- Hideous Kinky film poster
- Directed by: Gillies MacKinnon
- Screenplay by: Billy MacKinnon
- Based on: Hideous Kinky by Esther Freud
- Produced by: Ann Scott
- Starring: Kate Winslet; Saïd Taghmaoui;
- Cinematography: John de Borman
- Edited by: Pia Di Ciaula
- Music by: John E. Keane
- Production companies: AMLF Arts Council of England BBC Films The Film Consortium Greenpoint Films L Films
- Distributed by: AMLF (France) United International Pictures (United Kingdom)
- Release date: 2 October 1998;
- Running time: 98 min.
- Countries: France United Kingdom
- Languages: English French Arabic
- Budget: £3.2 million
- Box office: $1,263,279 (Domestic)

= Hideous Kinky (film) =

Hideous Kinky is a 1998 drama film directed by Scottish director Gillies MacKinnon. Based on Esther Freud's semi-autobiographical 1992 novel of the same name, it follows a young English mother who moves from London to Morocco with her two young daughters in the early 1970s. The film stars Kate Winslet and French-Moroccan actor Saïd Taghmaoui. The soundtrack mixes original music with songs from the 1960s, including tracks from Canned Heat, Richie Havens, and The Incredible String Band.

==Plot==
In 1972, Julia is a 25-year-old English woman disillusioned with her life in London, who travels to Morocco with her two daughters, six-year-old Lucy and eight-year-old Bea. Their father, a London poet, sends occasional money from England. In Marrakesh, the three live in an inexpensive hotel, while Julia tries to make a living by selling handmade dolls. The girls appear to enjoy the freedom of their new surroundings, although Bea increasingly shows signs of missing her life in England.

The family meets Bilal, a Moroccan street performer and conman, who becomes romantically involved with Julia. He moves in with them and gradually assumes a surrogate fatherly role, although is frequently absent and has difficulties of his own. Julia also becomes interested in Sufism after meeting her friend Eva, who encourages her to travel to Algeria to study with a Sufi teacher at a school devoted to the "annihilation of the ego". The family continue moving between different locations as Julia struggles to find enough money to support them. They spend time with the European expatriate Santoni and later travel into the countryside.
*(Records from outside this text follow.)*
//! Enemy entities: spawn placement, per-kind AI, contact stats.
//!
//! Stats are computed from the balance tables once at construction and
//! frozen; an enemy spawned on wave N keeps wave-N numbers even if it
//! survives into later spawn ticks.

use glam::Vec2;
use rand::Rng;
use rand_pcg::Pcg32;
use serde::{Deserialize, Serialize};

use super::collision::bounce_arena;
use super::projectile::{Owner, Projectile};
use crate::angle_to_dir;
use crate::balance::{BalanceConfig, EnemyKind, EnemyShot};
use crate::consts::{CANVAS_HEIGHT, CANVAS_WIDTH, OFFSCREEN_MARGIN, UI_BAR_HEIGHT};

/// Screen edge an enemy enters from
#[derive(Debug, Clone, Copy, PartialEq, Eq, Serialize, Deserialize)]
pub enum Edge {
    Top,
    Right,
    Bottom,
    Left,
}

impl Edge {
    pub fn random(rng: &mut Pcg32) -> Self {
        match rng.random_range(0..4u32) {
            0 => Edge::Top,
            1 => Edge::Right,
            2 => Edge::Bottom,
            _ => Edge::Left,
        }
    }

    /// Unit vector along the edge, used to offset group members
    pub fn along(self) -> Vec2 {
        match self {
            Edge::Top | Edge::Bottom => Vec2::X,
            Edge::Right | Edge::Left => Vec2::Y,
        }
    }
}

#[derive(Debug, Clone, Serialize, Deserialize)]
pub struct Enemy {
    pub id: u32,
    pub kind: EnemyKind,
    pub pos: Vec2,
    pub vel: Vec2,
    pub size: f32,
    pub health: f32,
    pub max_health: f32,
    pub speed: f32,
    pub damage: f32,
    pub money_drop_chance: f32,
    pub money_value: f32,
    pub alive: bool,
    /// Left the arena on its own; no kill credit or drops
    pub despawned: bool,
    /// Tank: chase radius
    pub aggro_radius: f32,
    /// Tank: seconds until the next random-walk heading
    pub walk_timer: f32,
    pub shoot_timer: f32,
    pub minion_timer: f32,
    /// Wave motion anchor and parameters
    pub spawn_x: f32,
    pub wave_phase: f32,
    pub wave_amplitude: f32,
    pub wave_frequency: f32,
    pub shot: Option<EnemyShot>,
}

impl Enemy {
    pub fn new(kind: EnemyKind, wave: u32, pos: Vec2, balance: &BalanceConfig) -> Self {
        let def = balance.enemy(kind);
        let stats = def.stats_for_wave(wave);
        let (wave_amplitude, wave_frequency) = def
            .wave_motion
            .map(|w| (w.amplitude, w.frequency))
            .unwrap_or((0.0, 0.0));
        Self {
            id: 0,
            kind,
            pos,
            vel: Vec2::ZERO,
            size: def.size,
            health: stats.health,
            max_health: stats.health,
            speed: stats.speed,
            damage: stats.damage,
            money_drop_chance: stats.money_drop_chance,
            money_value: stats.money_value,
            alive: true,
            despawned: false,
            aggro_radius: def.aggro_radius,
            walk_timer: 0.0,
            shoot_timer: 0.0,
            minion_timer: 0.0,
            spawn_x: pos.x,
            wave_phase: 0.0,
            wave_amplitude,
            wave_frequency,
            shot: def.shot,
        }
    }

    /// Contact radius; slightly larger than the visual size
    pub fn hitbox(&self) -> f32 {
        self.size * 1.1
    }

    pub fn take_damage(&mut self, amount: f32) {
        self.health = (self.health - amount).max(0.0);
        if self.health <= 0.0 {
            self.alive = false;
        }
    }

    /// Place a new enemy just outside the given edge and aim it according
    /// to its kind's entry pattern.
    pub fn spawn_from_edge(
        kind: EnemyKind,
        wave: u32,
        edge: Edge,
        rng: &mut Pcg32,
        balance: &BalanceConfig,
    ) -> Self {
        let play_height = CANVAS_HEIGHT - UI_BAR_HEIGHT;
        let mut pos = match edge {
            Edge::Top => Vec2::new(rng.random::<f32>() * CANVAS_WIDTH, UI_BAR_HEIGHT - 30.0),
            Edge::Right => Vec2::new(CANVAS_WIDTH + 20.0, UI_BAR_HEIGHT + rng.random::<f32>() * play_height),
            Edge::Bottom => Vec2::new(rng.random::<f32>() * CANVAS_WIDTH, CANVAS_HEIGHT + 20.0),
            Edge::Left => Vec2::new(-20.0, UI_BAR_HEIGHT + rng.random::<f32>() * play_height),
        };

        // Wave and zoomer enter from the central stretch of the edge so
        // their crossing paths stay inside the arena.
        match kind {
            EnemyKind::Wave => clamp_to_center_band(&mut pos, edge, 0.6, rng),
            EnemyKind::Zoomer => clamp_to_center_band(&mut pos, edge, 0.4, rng),
            _ => {}
        }

        let mut enemy = Enemy::new(kind, wave, pos, balance);
        enemy.vel = match kind {
            // Head for a random interior point, then carom forever
            EnemyKind::Basic | EnemyKind::Shooter => {
                let target = random_interior_point(rng);
                (target - pos).normalize_or_zero() * enemy.speed
            }
            // Trackers steer every frame so the entry heading is moot
            EnemyKind::Tracker => Vec2::ZERO,
            EnemyKind::Tank => {
                let angle = rng.random::<f32>() * std::f32::consts::TAU;
                angle_to_dir(angle) * enemy.speed
            }
            EnemyKind::Wave => {
                let center = Vec2::new(
                    CANVAS_WIDTH * (0.3 + rng.random::<f32>() * 0.4),
                    UI_BAR_HEIGHT + play_height * (0.3 + rng.random::<f32>() * 0.4),
                );
                (center - pos).normalize_or_zero() * enemy.speed
            }
            // Crosses to the opposite edge with some lateral jitter
            EnemyKind::Zoomer => {
                let jitter = (rng.random::<f32>() - 0.5) * 0.6;
                let exit = match edge {
                    Edge::Top => Vec2::new(pos.x + CANVAS_WIDTH * jitter, CANVAS_HEIGHT + 50.0),
                    Edge::Bottom => Vec2::new(pos.x + CANVAS_WIDTH * jitter, UI_BAR_HEIGHT - 50.0),
                    Edge::Right => Vec2::new(-50.0, pos.y + play_height * jitter),
                    Edge::Left => Vec2::new(CANVAS_WIDTH + 50.0, pos.y + play_height * jitter),
                };
                (exit - pos).normalize_or_zero() * enemy.speed
            }
            EnemyKind::Boss => {
                let center = Vec2::new(CANVAS_WIDTH / 2.0, UI_BAR_HEIGHT + play_height / 2.0);
                (center - pos).normalize_or_zero() * enemy.speed
            }
        };
        enemy
    }

    /// Place a new enemy at a random point inside the arena (trackers)
    pub fn spawn_inside(kind: EnemyKind, wave: u32, rng: &mut Pcg32, balance: &BalanceConfig) -> Self {
        let pad = 30.0;
        let pos = Vec2::new(
            pad + rng.random::<f32>() * (CANVAS_WIDTH - 2.0 * pad),
            UI_BAR_HEIGHT + pad + rng.random::<f32>() * (CANVAS_HEIGHT - UI_BAR_HEIGHT - 2.0 * pad),
        );
        Enemy::new(kind, wave, pos, balance)
    }

    /// One AI step. Shots and minions produced this step go into the
    /// pending buffers and are adopted by the state after the pass.
    pub fn update(
        &mut self,
        dt: f32,
        player_pos: Vec2,
        player_alive: bool,
        wave: u32,
        rng: &mut Pcg32,
        balance: &BalanceConfig,
        shots: &mut Vec<Projectile>,
        minions: &mut Vec<Enemy>,
    ) {
        if !self.alive {
            return;
        }

        match self.kind {
            EnemyKind::Basic => {}
            EnemyKind::Tracker => {
                if player_alive {
                    self.vel = (player_pos - self.pos).normalize_or_zero() * self.speed;
                }
            }
            EnemyKind::Tank => {
                if player_alive && self.pos.distance(player_pos) <= self.aggro_radius {
                    self.vel = (player_pos - self.pos).normalize_or_zero() * self.speed * 1.5;
                    self.walk_timer = 0.0;
                } else {
                    self.walk_timer -= dt;
                    if self.walk_timer <= 0.0 {
                        let angle = rng.random::<f32>() * std::f32::consts::TAU;
                        self.vel = angle_to_dir(angle) * self.speed;
                        self.walk_timer = 1.0 + rng.random::<f32>() * 2.0;
                    }
                }
            }
            EnemyKind::Shooter => {
                self.shoot_timer -= dt;
                if self.shoot_timer <= 0.0 && player_alive {
                    self.fire_at(player_pos, shots);
                }
            }
            EnemyKind::Wave => {
                let travel = (self.pos.x - self.spawn_x).abs() / CANVAS_WIDTH;
                let drift = (travel * self.wave_frequency * std::f32::consts::TAU + self.wave_phase).sin();
                self.pos.y += drift * self.wave_amplitude * dt;
            }
            EnemyKind::Boss => {
                // Keeps its entry heading and drifts, relying on wall bounces
                self.shoot_timer -= dt;
                if self.shoot_timer <= 0.0 && player_alive {
                    self.fire_at(player_pos, shots);
                }
                self.minion_timer -= dt;
                if self.minion_timer <= 0.0 {
                    self.spawn_minions(wave, rng, balance, minions);
                    self.minion_timer = balance.enemy(EnemyKind::Boss).minion_cooldown;
                }
            }
            EnemyKind::Zoomer => {}
        }

        self.pos += self.vel * dt;

        match self.kind {
            // Crossers leave the arena and despawn instead of bouncing
            EnemyKind::Wave | EnemyKind::Zoomer => {
                if self.pos.x < -OFFSCREEN_MARGIN
                    || self.pos.x > CANVAS_WIDTH + OFFSCREEN_MARGIN
                    || self.pos.y < -OFFSCREEN_MARGIN
                    || self.pos.y > CANVAS_HEIGHT + OFFSCREEN_MARGIN
                {
                    self.alive = false;
                    self.despawned = true;
                }
            }
            _ => {
                let contact = bounce_arena(&mut self.pos, &mut self.vel, self.size);
                // A wall hit interrupts the tank walk so the new heading
                // matches the reflected velocity
                if contact.any() && self.kind == EnemyKind::Tank {
                    self.walk_timer = 1.0 + rng.random::<f32>() * 2.0;
                }
            }
        }
    }

    fn fire_at(&mut self, player_pos: Vec2, shots: &mut Vec<Projectile>) {
        let Some(shot) = self.shot else { return };
        let to_player = player_pos - self.pos;
        let angle = to_player.y.atan2(to_player.x);
        let mut p = Projectile::new(Owner::Enemy, self.pos, angle, shot.speed, shot.size, shot.damage);
        p.max_bounces = shot.max_bounces;
        shots.push(p);
        self.shoot_timer = shot.cooldown;
    }

    /// Release a ring of three wave minions around the boss, fanned
    /// outward with dampened vertical velocity.
    fn spawn_minions(&self, wave: u32, rng: &mut Pcg32, balance: &BalanceConfig, minions: &mut Vec<Enemy>) {
        for i in 0..3 {
            let angle = std::f32::consts::TAU / 3.0 * i as f32 + rng.random::<f32>() * 0.5;
            let dir = angle_to_dir(angle);
            let pos = self.pos + dir * (self.size + 20.0);
            let mut minion = Enemy::new(EnemyKind::Wave, wave, pos, balance);
            minion.vel = dir * minion.speed;
            minion.vel.y *= 0.3;
            minion.wave_phase = rng.random::<f32>() * std::f32::consts::TAU;
            minions.push(minion);
        }
    }
}

fn random_interior_point(rng: &mut Pcg32) -> Vec2 {
    Vec2::new(
        rng.random::<f32>() * CANVAS_WIDTH,
        UI_BAR_HEIGHT + rng.random::<f32>() * (CANVAS_HEIGHT - UI_BAR_HEIGHT),
    )
}

/// Restrict an edge spawn position to the central `band` fraction of
/// that edge.
fn clamp_to_center_band(pos: &mut Vec2, edge: Edge, band: f32, rng: &mut Pcg32) {
    let lo = (1.0 - band) / 2.0;
    let t = lo + rng.random::<f32>() * band;
    match edge {
        Edge::Top | Edge::Bottom => pos.x = CANVAS_WIDTH * t,
        Edge::Right | Edge::Left => {
            pos.y = UI_BAR_HEIGHT + (CANVAS_HEIGHT - UI_BAR_HEIGHT) * t;
        }
    }
}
As their money runs short, Bea becomes increasingly unhappy and tells Julia she does not want another adventure, but just wants to go to school. Julia leaves Bea temporarily in the care of friends while she and Lucy travel towards Algeria. Upon returning, Julia discovers that Bea has disappeared and after searching, learns that she has been taken in by Patricia, a Christian woman who runs an orphanage and appears reluctant to leave. Patricia tells Julia that Bea needs a more conventional and stable upbringing.

Julia recovers Bea and returns with both girls to Marrakesh, where they are briefly reunited with Bilal. Bea subsequently becomes seriously ill with a streptococcus infection while Bilal is away and is close to death, which forces Julia to confront the risks of continuing their current lifestyle. Julia and the girls eventually discover that Bilal has obtained three tickets to London by selling his distinctive uniform, allowing them to return home. They board a train for London, bringing their adventure to an end.

== Production ==
The film was shot on location in Morocco.

==Reception==
Kate Winslet's performance won praise from many reviewers. In Entertainment Weekly, Lisa Schwartzbaum argued that Winslet "perfectly projects that naive self-centeredness with which a Woodstock generation of young wanderers, seeking spiritual revelation, made their way to cultures as exotic as their thumbs could take them". In Variety, critic Lisa Nesselson also praised the "radiant" and "sturdy" Winslet for her performance, and argued that the film was "filtered through a sober and intelligent artistic eye". Rolling Stone reviewer Craig Mathieson called the film "a compelling authentic journey".